=== Excerpted data ===

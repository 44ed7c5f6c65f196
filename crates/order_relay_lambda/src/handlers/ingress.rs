use order_relay_core::contract::{decode_queue_batch, OrderRecord, QueueBatch};
use order_relay_core::ids::OrderIdGenerator;
use serde::{Deserialize, Serialize};
use serde_json::Value;
use tracing::{debug, error, info, warn};

use crate::adapters::order_table::OrderTable;
use crate::error::RelayError;

const COMPONENT: &str = "ingress_relay";

#[derive(Debug, Clone, Serialize, Deserialize, PartialEq, Eq)]
pub struct IngressSummary {
    pub records_written: usize,
    pub order_ids: Vec<String>,
}

pub fn handle_queue_event(
    event: Value,
    max_batch_size: usize,
    table: &impl OrderTable,
    ids: &impl OrderIdGenerator,
) -> Result<IngressSummary, RelayError> {
    let batch = decode_queue_batch(event).map_err(RelayError::Decode)?;
    handle_queue_batch(&batch, max_batch_size, table, ids)
}

/// Writes one fresh order record per queued message, in batch order.
///
/// Redelivered messages get a new id every time. The first failed write
/// aborts the batch; records already written stay in the table.
pub fn handle_queue_batch(
    batch: &QueueBatch,
    max_batch_size: usize,
    table: &impl OrderTable,
    ids: &impl OrderIdGenerator,
) -> Result<IngressSummary, RelayError> {
    let records = batch.records.len();
    if records > max_batch_size {
        warn!(
            component = COMPONENT,
            records, max_batch_size, "queue batch exceeds configured maximum"
        );
    }
    info!(component = COMPONENT, records, "ingress batch started");

    let mut order_ids = Vec::with_capacity(records);
    for queued in &batch.records {
        let record = OrderRecord::new(ids.next_id(), queued.body.clone());
        debug!(
            component = COMPONENT,
            order_id = %record.order_id,
            message_id = ?queued.message_id,
            "writing order"
        );

        if let Err(message) = table.put_order(&record) {
            error!(
                component = COMPONENT,
                order_id = %record.order_id,
                written = order_ids.len(),
                error = %message,
                "order write failed"
            );
            return Err(RelayError::Write {
                order_id: record.order_id,
                message,
            });
        }
        order_ids.push(record.order_id);
    }

    info!(
        component = COMPONENT,
        records_written = order_ids.len(),
        "ingress batch completed"
    );
    Ok(IngressSummary {
        records_written: order_ids.len(),
        order_ids,
    })
}
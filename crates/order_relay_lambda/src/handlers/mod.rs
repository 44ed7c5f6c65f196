pub mod change;
pub mod gateway;
pub mod ingress;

===

Work to be completed: If a line in the material above contains the word "warn", copy it.

Your response:
use tracing::{debug, error, info, warn};
        warn!(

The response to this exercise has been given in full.